Like the authors, we solve two binary classification tasks: 1) classification of argumentative vs. non-argumentative sentences; and 2) classification of claims vs. premises.
The methodology of the project is entirely reflected by the original paper. We split the practical part into four experimental settings. The splits are based on different methodological approaches.
Setting 1: tf-idf word matrices for unigrams + SVM linear model
Setting 2: tf-idf word matrices for uni-, bi- and trigrams and a set of engineered features + SVM with rbf kernel
Setting 3: fasttext embeddings + LSTM
Setting 4: tf-idf word matrices for uni-, bi- and trigrams and a set of engineered features + Feed Forward Network
The project is carried out as a part of PM "Mining Opinions and Arguments", taught by Prof. Dr. Manfred Stede at the University of Potsdam, Winter Term 2021/22. Our final report can be found here.
Team: Chen Peng, Mariia Poiaganova, Milena Voskanyan
Folder | Item | Description |
---|---|---|
📁 code | 📁 experiments | Notebooks for 4 experimental settings × 2 tasks |
linguistic_features.py | Documented functions for feature engineering | |
preprocessing.py | Code snippet for sentences preprocessing | |
requirements.txt | Necessary Python frameworks and their versions | |
📁 data | 📁 raw | Debates' scripts along with respective annotation files |
sentence_db_candidate.csv | Main dataset used | |
📑 paper | Final report | |
📁 presentations | dec-presentation.pdf | Slides for the first presentation |
feb-presentation.pdf | Slides for the final presentation |
🔹 To reproduce the project, start by cloning the repository:
git clone https://github.com/pc852/Argument-Mining-Presidential-Debates.git
🔹 Next, we recommend running the experiments from Jupyter Notebook environment. If you are new to it, nice guideline can be found here.
🔹 You will need Python
version 3.7 or higher, and the following packages:
pandas
, scikit-learn
, nltk
, keras
, tensorflow
, gensim
, numpy
, spacy
, vadersentiment
. Our versions for them can be found here.
🔹 Each notebook is tailored to be run independently, however, you might need some additional preparations for certain experimental settings.

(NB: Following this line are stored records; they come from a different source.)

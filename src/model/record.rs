//! Telemetry records: readings and event logs keyed by a totally ordered sequence key.

#![allow(missing_docs)]

use std::fmt;

use chrono::{DateTime, Utc};
use serde::{Deserialize, Serialize};

use crate::model::scope::{ControllerId, TrialId};

/// Which stream a view displays.
#[derive(Debug, Clone, Copy, PartialEq, Eq, Hash, Serialize, Deserialize)]
#[serde(rename_all = "lowercase")]
pub enum DataFamily {
    /// Sensor measurements, keyed by ISO-8601 timestamp.
    Readings,
    /// Controller event logs, keyed by integer id.
    Logs,
}

impl DataFamily {
    #[must_use]
    pub const fn label(self) -> &'static str {
        match self {
            Self::Readings => "readings",
            Self::Logs => "logs",
        }
    }
}

impl fmt::Display for DataFamily {
    fn fmt(&self, f: &mut fmt::Formatter<'_>) -> fmt::Result {
        f.write_str(self.label())
    }
}

/// Strictly monotonic position of a record within its stream.
///
/// Each data family uses exactly one variant, so comparisons across variants
/// never happen in practice; the derived order is still total.
#[derive(Debug, Clone, PartialEq, Eq, PartialOrd, Ord, Hash, Serialize, Deserialize)]
#[serde(untagged)]
pub enum SequenceKey {
    Id(u64),
    Timestamp(DateTime<Utc>),
}

impl fmt::Display for SequenceKey {
    fn fmt(&self, f: &mut fmt::Formatter<'_>) -> fmt::Result {
        match self {
            Self::Id(id) => write!(f, "{id}"),
            Self::Timestamp(ts) => {
                f.write_str(&ts.to_rfc3339_opts(chrono::SecondsFormat::AutoSi, true))
            }
        }
    }
}

/// One sensor measurement.
#[derive(Debug, Clone, PartialEq, Serialize, Deserialize)]
pub struct Reading {
    pub sensor_id: u8,
    pub trial_name: Option<String>,
    pub temperature_c: f64,
    pub humidity_pct: f64,
    pub battery_v: Option<f64>,
}

/// One controller log line.
#[derive(Debug, Clone, PartialEq, Eq, Serialize, Deserialize)]
pub struct LogEvent {
    pub tag: String,
    pub message: String,
}

#[derive(Debug, Clone, PartialEq, Serialize, Deserialize)]
#[serde(tag = "kind", rename_all = "lowercase")]
pub enum Payload {
    Reading(Reading),
    Log(LogEvent),
}

/// An immutable telemetry entry as fetched from the backend.
#[derive(Debug, Clone, PartialEq, Serialize, Deserialize)]
pub struct Record {
    pub key: SequenceKey,
    pub controller_id: Option<ControllerId>,
    pub trial_id: Option<TrialId>,
    /// Wall-clock instant of the measurement or event, when known.
    pub occurred_at: Option<DateTime<Utc>>,
    pub payload: Payload,
}

impl Record {
    #[must_use]
    pub fn reading(
        at: DateTime<Utc>,
        controller_id: Option<ControllerId>,
        trial_id: Option<TrialId>,
        reading: Reading,
    ) -> Self {
        Self {
            key: SequenceKey::Timestamp(at),
            controller_id,
            trial_id,
            occurred_at: Some(at),
            payload: Payload::Reading(reading),
        }
    }

    #[must_use]
    pub fn log(id: u64, occurred_at: Option<DateTime<Utc>>, event: LogEvent) -> Self {
        Self {
            key: SequenceKey::Id(id),
            controller_id: None,
            trial_id: None,
            occurred_at,
            payload: Payload::Log(event),
        }
    }

    #[must_use]
    pub const fn family(&self) -> DataFamily {
        match self.payload {
            Payload::Reading(_) => DataFamily::Readings,
            Payload::Log(_) => DataFamily::Logs,
        }
    }
}
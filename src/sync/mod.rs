//! Incremental synchronization: watermarks, snapshot diffing, the poll loop,
//! and the session that ties them together.

pub mod diff;
pub mod scheduler;
pub mod session;
pub mod watermark;
//! Append-only JSONL activity log.
//!
//! One self-contained JSON object per line, written with a single `write_all`
//! so tailing readers never observe half a line.
//!
//! When the primary file cannot be written the writer steps down a chain:
//! primary path, then fallback path, then stderr with a `[SLV-JSONL]` prefix,
//! then silent discard. Logging never takes the sync loop down.

#![allow(missing_docs)]

use std::fs::{self, File, OpenOptions};
use std::io::{self, BufWriter, Write};
use std::path::{Path, PathBuf};
use std::time::{Duration, Instant};

use serde::{Deserialize, Serialize};

use crate::core::errors::{Result, SlvError};

const WRITE_BUFFER_BYTES: usize = 16 * 1024;

#[derive(Debug, Clone, Copy, PartialEq, Eq, Serialize, Deserialize)]
#[serde(rename_all = "lowercase")]
pub enum Severity {
    Info,
    Warning,
    Critical,
}

/// Activity event kinds recorded by the live view client.
#[derive(Debug, Clone, Copy, PartialEq, Eq, Serialize, Deserialize)]
#[serde(rename_all = "snake_case")]
pub enum EventType {
    SessionStart,
    SessionStop,
    ViewActivate,
    ViewDeactivate,
    ScopeChange,
    SnapshotMerge,
    FetchFailure,
    TickSkip,
    StaleDiscard,
    ExportWrite,
    ConfigReload,
    Error,
}

/// One JSONL line. Only `ts`, `event` and `severity` are always present.
#[derive(Debug, Clone, Default, Serialize, Deserialize)]
pub struct LogEntry {
    /// ISO 8601 UTC timestamp with millisecond precision.
    pub ts: String,
    pub event: Option<EventType>,
    pub severity: Option<Severity>,
    /// Scope label, `controller/trial` or `controller/*`.
    #[serde(skip_serializing_if = "Option::is_none")]
    pub scope: Option<String>,
    #[serde(skip_serializing_if = "Option::is_none")]
    pub family: Option<String>,
    #[serde(skip_serializing_if = "Option::is_none")]
    pub generation: Option<u64>,
    #[serde(skip_serializing_if = "Option::is_none")]
    pub tick: Option<u64>,
    /// Rows inserted by a merge.
    #[serde(skip_serializing_if = "Option::is_none")]
    pub new_records: Option<usize>,
    /// Rows displayed after the event.
    #[serde(skip_serializing_if = "Option::is_none")]
    pub rows: Option<usize>,
    #[serde(skip_serializing_if = "Option::is_none")]
    pub watermark: Option<String>,
    #[serde(skip_serializing_if = "Option::is_none")]
    pub path: Option<String>,
    #[serde(skip_serializing_if = "Option::is_none")]
    pub duration_ms: Option<u64>,
    #[serde(skip_serializing_if = "Option::is_none")]
    pub ok: Option<bool>,
    #[serde(skip_serializing_if = "Option::is_none")]
    pub error_code: Option<String>,
    #[serde(skip_serializing_if = "Option::is_none")]
    pub error_message: Option<String>,
    #[serde(skip_serializing_if = "Option::is_none")]
    pub details: Option<String>,
}

impl LogEntry {
    /// New entry stamped with the current UTC time.
    #[must_use]
    pub fn new(event: EventType, severity: Severity) -> Self {
        Self {
            ts: utc_now_millis(),
            event: Some(event),
            severity: Some(severity),
            ..Self::default()
        }
    }
}

/// Where lines currently go.
#[derive(Debug, Clone, Copy, PartialEq, Eq)]
pub enum WriterState {
    Primary,
    Fallback,
    Stderr,
    Discard,
}

impl WriterState {
    #[must_use]
    pub const fn label(self) -> &'static str {
        match self {
            Self::Primary => "primary",
            Self::Fallback => "fallback",
            Self::Stderr => "stderr",
            Self::Discard => "discard",
        }
    }
}

#[derive(Debug, Clone)]
pub struct JsonlConfig {
    pub path: PathBuf,
    pub fallback_path: Option<PathBuf>,
    /// Rotate once the current file would exceed this size.
    pub max_size_bytes: u64,
    /// Rotated generations kept as `<path>.1` .. `<path>.N`.
    pub max_rotated_files: u32,
    pub fsync_interval: Duration,
}

impl JsonlConfig {
    /// Config for `path` with a temp-dir fallback and default limits.
    #[must_use]
    pub fn at(path: impl Into<PathBuf>) -> Self {
        Self {
            path: path.into(),
            fallback_path: Some(std::env::temp_dir().join("slv-activity.jsonl")),
            max_size_bytes: 10 * 1024 * 1024,
            max_rotated_files: 3,
            fsync_interval: Duration::from_secs(10),
        }
    }
}

pub struct JsonlWriter {
    config: JsonlConfig,
    file: Option<BufWriter<File>>,
    state: WriterState,
    bytes_written: u64,
    last_fsync: Instant,
}

impl JsonlWriter {
    /// Open the log, stepping down the fallback chain as needed.
    #[must_use]
    pub fn open(config: JsonlConfig) -> Self {
        let mut writer = Self {
            config,
            file: None,
            state: WriterState::Discard,
            bytes_written: 0,
            last_fsync: Instant::now(),
        };
        writer.open_primary();
        writer
    }

    pub fn write_entry(&mut self, entry: &LogEntry) {
        match serde_json::to_string(entry) {
            Ok(json) => self.write_line(&format!("{json}\n")),
            Err(err) => {
                let _ = writeln!(io::stderr(), "[SLV-JSONL] serialize error: {err}");
            }
        }
    }

    pub fn flush(&mut self) {
        if let Some(file) = self.file.as_mut() {
            let _ = file.flush();
        }
    }

    pub fn fsync(&mut self) {
        if let Some(file) = self.file.as_mut() {
            let _ = file.flush();
            let _ = file.get_ref().sync_data();
        }
        self.last_fsync = Instant::now();
    }

    #[must_use]
    pub const fn state(&self) -> WriterState {
        self.state
    }

    #[must_use]
    pub const fn bytes_written(&self) -> u64 {
        self.bytes_written
    }

    /// Return to the primary path if it has become writable again.
    pub fn try_recover(&mut self) {
        if self.state == WriterState::Primary {
            return;
        }
        if let Ok((file, size)) = open_append(&self.config.path) {
            self.file = Some(BufWriter::with_capacity(WRITE_BUFFER_BYTES, file));
            self.state = WriterState::Primary;
            self.bytes_written = size;
            let _ = writeln!(
                io::stderr(),
                "[SLV-JSONL] recovered primary path {}",
                self.config.path.display()
            );
        }
    }

    // ──────────────────── internals ────────────────────

    fn write_line(&mut self, line: &str) {
        let len = line.len() as u64;
        if matches!(self.state, WriterState::Primary | WriterState::Fallback)
            && self.bytes_written > 0
            && self.bytes_written + len > self.config.max_size_bytes
        {
            self.rotate();
        }

        match self.state {
            WriterState::Primary | WriterState::Fallback => {
                let written = self
                    .file
                    .as_mut()
                    .is_some_and(|file| file.write_all(line.as_bytes()).is_ok());
                if written {
                    self.bytes_written += len;
                    if self.last_fsync.elapsed() >= self.config.fsync_interval {
                        self.fsync();
                    }
                } else {
                    self.step_down();
                    self.write_line(line);
                }
            }
            WriterState::Stderr => {
                let _ = write!(io::stderr(), "[SLV-JSONL] {line}");
            }
            WriterState::Discard => {}
        }
    }

    fn open_primary(&mut self) {
        match open_append(&self.config.path) {
            Ok((file, size)) => {
                self.file = Some(BufWriter::with_capacity(WRITE_BUFFER_BYTES, file));
                self.state = WriterState::Primary;
                self.bytes_written = size;
            }
            Err(_) => self.open_fallback(),
        }
    }

    fn open_fallback(&mut self) {
        self.file = None;
        let opened = self
            .config
            .fallback_path
            .as_deref()
            .map(|path| (path, open_append(path)));
        match opened {
            Some((path, Ok((file, size)))) => {
                let _ = writeln!(
                    io::stderr(),
                    "[SLV-JSONL] primary log unavailable, using fallback {}",
                    path.display()
                );
                self.file = Some(BufWriter::with_capacity(WRITE_BUFFER_BYTES, file));
                self.state = WriterState::Fallback;
                self.bytes_written = size;
            }
            Some((_, Err(_))) | None => {
                let _ = writeln!(
                    io::stderr(),
                    "[SLV-JSONL] no writable log file, writing activity to stderr"
                );
                self.state = WriterState::Stderr;
            }
        }
    }

    fn step_down(&mut self) {
        self.file = None;
        match self.state {
            WriterState::Primary => self.open_fallback(),
            WriterState::Fallback => {
                let _ = writeln!(io::stderr(), "[SLV-JSONL] fallback write failed, using stderr");
                self.state = WriterState::Stderr;
            }
            WriterState::Stderr | WriterState::Discard => self.state = WriterState::Discard,
        }
    }

    fn rotate(&mut self) {
        self.flush();
        self.file = None;

        let base = match self.state {
            WriterState::Primary => self.config.path.clone(),
            WriterState::Fallback => match &self.config.fallback_path {
                Some(path) => path.clone(),
                None => return,
            },
            WriterState::Stderr | WriterState::Discard => return,
        };

        let keep = self.config.max_rotated_files;
        if keep == 0 {
            let _ = fs::remove_file(&base);
        } else {
            let _ = fs::remove_file(rotated_name(&base, keep));
            for index in (1..keep).rev() {
                let _ = fs::rename(rotated_name(&base, index), rotated_name(&base, index + 1));
            }
            let _ = fs::rename(&base, rotated_name(&base, 1));
        }

        match open_append(&base) {
            Ok((file, _)) => {
                self.file = Some(BufWriter::with_capacity(WRITE_BUFFER_BYTES, file));
                self.bytes_written = 0;
            }
            Err(_) => self.step_down(),
        }
    }
}

fn open_append(path: &Path) -> Result<(File, u64)> {
    if let Some(parent) = path.parent()
        && !parent.as_os_str().is_empty()
    {
        fs::create_dir_all(parent).map_err(|source| SlvError::io(parent, source))?;
    }
    let file = OpenOptions::new()
        .create(true)
        .append(true)
        .open(path)
        .map_err(|source| SlvError::io(path, source))?;
    let size = file.metadata().map_or(0, |meta| meta.len());
    Ok((file, size))
}

/// `activity.jsonl` -> `activity.jsonl.2`.
fn rotated_name(base: &Path, index: u32) -> PathBuf {
    let mut name = base.as_os_str().to_owned();
    name.push(format!(".{index}"));
    PathBuf::from(name)
}

fn utc_now_millis() -> String {
    chrono::Utc::now().to_rfc3339_opts(chrono::SecondsFormat::Millis, true)
}

#[cfg(test)]
mod tests {
    use super::*;

    fn config(path: PathBuf) -> JsonlConfig {
        JsonlConfig {
            path,
            fallback_path: None,
            max_size_bytes: 1024 * 1024,
            max_rotated_files: 2,
            fsync_interval: Duration::from_secs(60),
        }
    }

    #[test]
    fn entries_are_single_json_lines() {
        let dir = tempfile::tempdir().unwrap();
        let path = dir.path().join("activity.jsonl");
        let mut writer = JsonlWriter::open(config(path.clone()));

        let mut entry = LogEntry::new(EventType::SnapshotMerge, Severity::Info);
        entry.scope = Some("c1/*".to_string());
        entry.new_records = Some(3);
        writer.write_entry(&entry);
        writer.write_entry(&LogEntry::new(EventType::TickSkip, Severity::Info));
        writer.flush();

        let contents = fs::read_to_string(&path).unwrap();
        let lines: Vec<&str> = contents.lines().collect();
        assert_eq!(lines.len(), 2);
        let first: serde_json::Value = serde_json::from_str(lines[0]).unwrap();
        assert_eq!(first["event"], "snapshot_merge");
        assert_eq!(first["severity"], "info");
        assert_eq!(first["scope"], "c1/*");
        assert_eq!(first["new_records"], 3);
    }

    #[test]
    fn unset_fields_are_omitted() {
        let dir = tempfile::tempdir().unwrap();
        let path = dir.path().join("sparse.jsonl");
        let mut writer = JsonlWriter::open(config(path.clone()));
        writer.write_entry(&LogEntry::new(EventType::SessionStart, Severity::Info));
        writer.flush();

        let line = fs::read_to_string(&path).unwrap();
        assert!(!line.contains("\"scope\""));
        assert!(!line.contains("\"watermark\""));
        assert!(line.contains("\"session_start\""));
    }

    #[test]
    fn rotation_keeps_bounded_generations() {
        let dir = tempfile::tempdir().unwrap();
        let path = dir.path().join("rot.jsonl");
        let mut cfg = config(path.clone());
        cfg.max_size_bytes = 80;
        let mut writer = JsonlWriter::open(cfg);

        for _ in 0..12 {
            writer.write_entry(&LogEntry::new(EventType::TickSkip, Severity::Info));
        }
        writer.flush();

        assert!(path.exists());
        assert!(rotated_name(&path, 1).exists());
        assert!(rotated_name(&path, 2).exists());
        assert!(!rotated_name(&path, 3).exists());
    }

    #[test]
    fn unwritable_primary_uses_fallback() {
        let dir = tempfile::tempdir().unwrap();
        let fallback = dir.path().join("fallback.jsonl");
        let mut cfg = config(PathBuf::from("/proc/slv-no-such-dir/activity.jsonl"));
        cfg.fallback_path = Some(fallback.clone());
        let mut writer = JsonlWriter::open(cfg);

        assert_eq!(writer.state(), WriterState::Fallback);
        writer.write_entry(&LogEntry::new(EventType::FetchFailure, Severity::Warning));
        writer.flush();
        assert!(!fs::read_to_string(&fallback).unwrap().is_empty());
    }

    #[test]
    fn no_writable_file_degrades_to_stderr() {
        let writer = JsonlWriter::open(config(PathBuf::from(
            "/proc/slv-no-such-dir/activity.jsonl",
        )));
        assert_eq!(writer.state(), WriterState::Stderr);
        assert_eq!(writer.state().label(), "stderr");
    }
}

For Settings 2 and 4, with engineered features
In order to compile Part-of-Speech and NER engineering functions, you should download the model en_core_web_sm
to your system.
For Setting 3, with LSTM model
You should download the pre-trained fasttext embeddings file wiki-news-300d-1M.vec
and move it to project folder. FastText
⚪ Dataset is kept here, but for all the experiments you will need only this file.